The DISCLOSE act attempts to weaken that political sway by requiring that all "electioneering communications" (i.e., media advertisements) include a full disclosure of who is funding the message. Democrats hope that this measure will allow the voter the chance to recognise when their vote is being "bought" by special interest groups.

The Act also wants to prevent “persons negotiating for or performing government contracts”, companies that received bail-out funds from TARP (Troubled Asset Relief Program), and “United States corporations controlled by foreign entities” from exerting undue influence over elections. The Act suggests, “Independent expenditures and electioneering communications that benefit particular candidates or elected officials or disfavor their opponents can lead to apparent and actual ingratiation, access, influence, and quid pro quo arrangements.”

As Citizens United mandates the principle of constitutional protection of political speech for corporations, there is little Congress can do to ban them from "independent expenditures and electioneering communications". But the DISCLOSE Act would limit the ‘apparent and actual ingratiation, access, influence, and quid pro quo arrangements’ of all corporations by limiting the number eligible to legally finance independently an electoral campaign.

I am no business expert, but I’ll warrant the guess that all corporations in America with the financial clout to potentially affect an electoral result could wbe precluded from electioneering communications because they are government contractors/TARP funded/foreign-controlled. The last restriction, regarding foreign corporations, was especially written with the widest possible latitude for the Supreme Court to narrow campaign financing regulations. The Act states that: “As recognized in many areas of the law, foreign ownership interests and influences are exerted in a perceptible way even when the entity is not majority-foreign-owned”, leading to the contention that the “Federal Government has broad constitutional power to protect American interests and sovereignty from foreign interference and intrusion6.”

Republicans oppose the DISCLOSE act. They are, in general, excited at the prospect of corporations and advocacy organizations financing the campaigns of Party candidates. Despite the efforts of Democrats to sway the vote of three wavering senators, and President Obama’s pleas from the Rose Garden on Monday to end the threat of “shadow groups (that) are already forming and building war chests of tens of millions of dollars to influence the fall elections”,  the Republicans managed to stall the Act by unanimously voting against cloture. With similar delaying tactics by Republicans on banking reform and the extension of unemployment insurance payments, Democrats are becoming increasingly frustrated at the use or threat of the silent filibuster by their political adversaries. As a result there is increasing support in Democrat ranks, especially among progressive activist groups, to end the tradition of a Senate filibuster and make redundant the necessity of votes for cloture.

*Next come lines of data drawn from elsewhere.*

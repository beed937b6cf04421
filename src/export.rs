use crate::{
    exporter::copy_files_unique,
    index_cache::PackageIndexProvider,
    issues::{self, IssueKind, TrayDependencyIssue},
    pipeline::{resolve_tray, TrayInputs},
    task::{
        CancellationToken, Cancelled, ProgressCallback, ProgressReporter, TaskHandle,
        TrayDependencyStage,
    },
};
use serde::Serialize;
use std::{path::PathBuf, sync::Arc};

pub const TRAY_EXPORT_DIR: &str = "Tray";
pub const MODS_EXPORT_DIR: &str = "Mods";

#[derive(Debug, Clone, Default)]
pub struct TrayDependencyExportRequest {
    pub tray_root: PathBuf,
    pub mods_root: PathBuf,
    pub tray_item_key: String,
    pub export_root: Option<PathBuf>,
}

#[derive(Debug, Clone, Default, Serialize)]
pub struct TrayDependencyExportResult {
    pub success: bool,
    pub tray_item_key: String,
    pub tray_export_dir: Option<PathBuf>,
    pub mods_export_dir: Option<PathBuf>,
    pub copied_tray_files: Vec<PathBuf>,
    pub copied_mod_files: Vec<PathBuf>,
    /// Every package holding a direct or transitive match, in path order.
    pub resolved_packages: Vec<PathBuf>,
    pub direct_match_count: usize,
    pub transitive_match_count: usize,
    pub issues: Vec<TrayDependencyIssue>,
}

impl TrayDependencyExportResult {
    pub fn copied_tray_file_count(&self) -> usize {
        self.copied_tray_files.len()
    }

    pub fn copied_mod_file_count(&self) -> usize {
        self.copied_mod_files.len()
    }

    pub fn warning_count(&self) -> usize {
        self.issues.iter().filter(|issue| !issue.is_error()).count()
    }

    pub fn error_count(&self) -> usize {
        self.issues.iter().filter(|issue| issue.is_error()).count()
    }
}

#[derive(Clone)]
pub struct TrayDependencyExportService {
    provider: Arc<dyn PackageIndexProvider>,
}

impl TrayDependencyExportService {
    pub fn new(provider: Arc<dyn PackageIndexProvider>) -> Self {
        Self { provider }
    }

    /// Starts the export on a worker thread and returns immediately.
    pub fn export_async(
        &self,
        request: TrayDependencyExportRequest,
        progress: Option<ProgressCallback>,
        cancel: CancellationToken,
    ) -> TaskHandle<Result<TrayDependencyExportResult, Cancelled>> {
        let service = self.clone();
        TaskHandle::spawn(move || service.export(&request, progress, &cancel))
    }

    pub fn export(
        &self,
        request: &TrayDependencyExportRequest,
        progress: Option<ProgressCallback>,
        cancel: &CancellationToken,
    ) -> Result<TrayDependencyExportResult, Cancelled> {
        let reporter = ProgressReporter::new(progress);
        let mut result = TrayDependencyExportResult {
            tray_item_key: request.tray_item_key.trim().to_string(),
            ..TrayDependencyExportResult::default()
        };
        tracing::info!(key = %result.tray_item_key, "tray export started");

        let export_root = request
            .export_root
            .clone()
            .filter(|root| !root.as_os_str().is_empty());
        if export_root.is_none() {
            issues::record(
                &mut result.issues,
                TrayDependencyIssue::error(
                    IssueKind::MissingExportTarget,
                    "no export directory was given",
                ),
            );
        }

        let resolved = resolve_tray(
            self.provider.as_ref(),
            &TrayInputs {
                tray_root: &request.tray_root,
                mods_root: &request.mods_root,
                tray_item_key: &request.tray_item_key,
            },
            &reporter,
            cancel,
            &mut result.issues,
        )?;
        let (Some(resolved), Some(export_root)) = (resolved, export_root) else {
            return Ok(finish(result, &reporter));
        };

        result.tray_item_key = resolved.key.normalized.clone();
        result.direct_match_count = resolved.direct.len();
        result.transitive_match_count = resolved.expanded.len();
        result.resolved_packages = resolved.resolved_files();

        let tray_dir = export_root.join(TRAY_EXPORT_DIR);
        let mods_dir = export_root.join(MODS_EXPORT_DIR);
        result.tray_export_dir = Some(tray_dir.clone());
        result.mods_export_dir = Some(mods_dir.clone());

        reporter.report(
            TrayDependencyStage::CopyingMods,
            85,
            format!("Copying {} tray files", resolved.bundle.files.len()),
        );
        let tray_copy = copy_files_unique(&resolved.bundle.paths(), &tray_dir, cancel, |_, _, _| {})?;
        result.copied_tray_files = tray_copy.copied;
        result.issues.extend(tray_copy.issues);
        if tray_copy.aborted {
            return Ok(finish(result, &reporter));
        }

        let mod_copy = copy_files_unique(
            &result.resolved_packages,
            &mods_dir,
            cancel,
            |current, total, _| {
                reporter.report_fraction(
                    TrayDependencyStage::CopyingMods,
                    86,
                    99,
                    current,
                    total,
                    format!("Copied {current}/{total} mod files"),
                );
            },
        )?;
        result.copied_mod_files = mod_copy.copied;
        result.issues.extend(mod_copy.issues);

        Ok(finish(result, &reporter))
    }
}

fn finish(
    mut result: TrayDependencyExportResult,
    reporter: &ProgressReporter,
) -> TrayDependencyExportResult {
    result.success = !issues::has_errors(&result.issues);
    tracing::info!(
        key = %result.tray_item_key,
        success = result.success,
        tray_files = result.copied_tray_files.len(),
        mod_files = result.copied_mod_files.len(),
        "tray export finished"
    );
    reporter.report(
        TrayDependencyStage::Completed,
        100,
        format!(
            "Exported {} tray files and {} mod files",
            result.copied_tray_files.len(),
            result.copied_mod_files.len()
        ),
    );
    result
}
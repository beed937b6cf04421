use crate::dbpf::{
    TrayResourceKey, COMPRESSION_DELETED, COMPRESSION_NONE, COMPRESSION_ZLIB, HEADER_LEN,
    LOGICAL_RECORD_LEN, MAGIC,
};
use flate2::{write::ZlibEncoder, Compression};
use std::{fs, io::Write, path::Path};

#[derive(Debug, Clone, Copy)]
pub enum IndexSizeMode {
    VariableBytes,
    WholeBlock,
    PerEntry,
    Raw(u32),
}

struct FixtureResource {
    key: TrayResourceKey,
    stored: Vec<u8>,
    uncompressed_size: u32,
    compression: u16,
}

pub struct PackageBuilder {
    resources: Vec<FixtureResource>,
    constant_mask: u32,
    size_mode: IndexSizeMode,
    legacy_records: bool,
}

impl Default for PackageBuilder {
    fn default() -> Self {
        Self::new()
    }
}

impl PackageBuilder {
    pub fn new() -> Self {
        Self {
            resources: Vec::new(),
            constant_mask: 0,
            size_mode: IndexSizeMode::VariableBytes,
            legacy_records: false,
        }
    }

    pub fn resource(self, key: TrayResourceKey, data: &[u8]) -> Self {
        self.resource_with_compression(key, data, COMPRESSION_NONE)
    }

    pub fn resource_with_compression(
        mut self,
        key: TrayResourceKey,
        data: &[u8],
        compression: u16,
    ) -> Self {
        self.resources.push(FixtureResource {
            key,
            stored: data.to_vec(),
            uncompressed_size: data.len() as u32,
            compression,
        });
        self
    }

    pub fn compressed(self, key: TrayResourceKey, data: &[u8]) -> Self {
        let declared = data.len() as u32;
        self.compressed_declaring(key, data, declared)
    }

    /// Zlib-compresses `data` but records `declared` as its inflated size.
    pub fn compressed_declaring(
        mut self,
        key: TrayResourceKey,
        data: &[u8],
        declared: u32,
    ) -> Self {
        let mut encoder = ZlibEncoder::new(Vec::new(), Compression::default());
        encoder.write_all(data).unwrap();
        let stored = encoder.finish().unwrap();
        self.resources.push(FixtureResource {
            key,
            stored,
            uncompressed_size: declared,
            compression: COMPRESSION_ZLIB,
        });
        self
    }

    pub fn deleted(mut self, key: TrayResourceKey) -> Self {
        self.resources.push(FixtureResource {
            key,
            stored: Vec::new(),
            uncompressed_size: 0,
            compression: COMPRESSION_DELETED,
        });
        self
    }

    /// Hoists type (1), group (2) and/or instance-high (4) into the shared
    /// template. Values come from the first resource.
    pub fn constant_fields(mut self, mask: u32) -> Self {
        self.constant_mask = mask & 0x7;
        self
    }

    pub fn size_mode(mut self, mode: IndexSizeMode) -> Self {
        self.size_mode = mode;
        self
    }

    /// Writes full 32-byte records even when template flags are set.
    pub fn legacy_records(mut self) -> Self {
        self.legacy_records = true;
        self
    }

    pub fn build(&self) -> Vec<u8> {
        let mut out = vec![0u8; HEADER_LEN];
        let mut offsets = Vec::with_capacity(self.resources.len());
        for resource in &self.resources {
            offsets.push(out.len() as u32);
            out.extend_from_slice(&resource.stored);
        }

        let index_position = out.len() as u64;
        let constant_count = self.constant_mask.count_ones() as usize;
        let template = self
            .resources
            .first()
            .map(|resource| {
                [
                    resource.key.resource_type,
                    resource.key.group,
                    (resource.key.instance >> 32) as u32,
                ]
            })
            .unwrap_or([0; 3]);

        if !self.resources.is_empty() {
            out.extend_from_slice(&self.constant_mask.to_le_bytes());
            for (slot, value) in template.iter().enumerate() {
                if self.constant_mask & (1 << slot) != 0 {
                    out.extend_from_slice(&value.to_le_bytes());
                }
            }
        }

        for (resource, offset) in self.resources.iter().zip(&offsets) {
            let words = [
                resource.key.resource_type,
                resource.key.group,
                (resource.key.instance >> 32) as u32,
                resource.key.instance as u32,
                *offset,
                resource.stored.len() as u32 | 0x8000_0000,
                resource.uncompressed_size,
                u32::from(resource.compression) | (1 << 16),
            ];
            for (slot, word) in words.iter().enumerate() {
                if !self.legacy_records && slot < 3 && self.constant_mask & (1 << slot) != 0 {
                    continue;
                }
                out.extend_from_slice(&word.to_le_bytes());
            }
        }

        let record_len = if self.legacy_records {
            LOGICAL_RECORD_LEN
        } else {
            LOGICAL_RECORD_LEN - 4 * constant_count
        };
        let count = self.resources.len() as u32;
        let declared = match self.size_mode {
            IndexSizeMode::VariableBytes => count * record_len as u32,
            IndexSizeMode::WholeBlock => {
                count * record_len as u32 + 4 + 4 * constant_count as u32
            }
            IndexSizeMode::PerEntry => record_len as u32,
            IndexSizeMode::Raw(value) => value,
        };

        out[0..4].copy_from_slice(MAGIC);
        out[4..8].copy_from_slice(&2u32.to_le_bytes());
        out[8..12].copy_from_slice(&1u32.to_le_bytes());
        out[36..40].copy_from_slice(&count.to_le_bytes());
        out[40..44].copy_from_slice(&(index_position as u32).to_le_bytes());
        out[44..48].copy_from_slice(&declared.to_le_bytes());
        out[60..64].copy_from_slice(&3u32.to_le_bytes());
        out[64..72].copy_from_slice(&index_position.to_le_bytes());
        out
    }

    pub fn write_to(&self, path: &Path) {
        if let Some(parent) = path.parent() {
            fs::create_dir_all(parent).unwrap();
        }
        fs::write(path, self.build()).unwrap();
    }
}

pub fn key_bytes(key: TrayResourceKey) -> Vec<u8> {
    let mut out = Vec::with_capacity(16);
    out.extend_from_slice(&key.resource_type.to_le_bytes());
    out.extend_from_slice(&key.group.to_le_bytes());
    out.extend_from_slice(&key.instance.to_le_bytes());
    out
}

/// Tray-like payload: a leading zero byte (not a valid message key) then
/// the given keys on 4-byte boundaries.
pub fn tray_payload(keys: &[TrayResourceKey]) -> Vec<u8> {
    let mut out = vec![0u8; 8];
    for key in keys {
        out.extend_from_slice(&key_bytes(*key));
    }
    out
}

The use of a cloture vote to end a filibuster is not a constitutional issue. Congress is granted by the Constitution the right to determine for itself the procedural rules that organize the operations of the House and Senate. Cloture was introduced in 1917, in Senate Rule XXII, to end the delaying tactics of a small number of isolationist senators who opposed the arming of merchant ships in World War I. These tactics traditionally take the form of a senator, or group of senators, commenting on issues relating (however incidentally) to the proposed Act for as long as possible, ending in no vote taking place as time has run out.

Traditionally there is no limit on the time a Senator may hold the floor to debate a law, unlike the House which introduced cut-off points in 1842. This has led to the splendid fictional spectacle of Jimmy Stewart’s filibuster in the film Mr. Smith Goes to Washington, and the rather less edifying real-life performance of Senator Strom Thurmond talking for more than 24 hours in a vain attempt to filibuster the 1957 Civil Rights Act (although he did succeed in watering down the Act’s provisions).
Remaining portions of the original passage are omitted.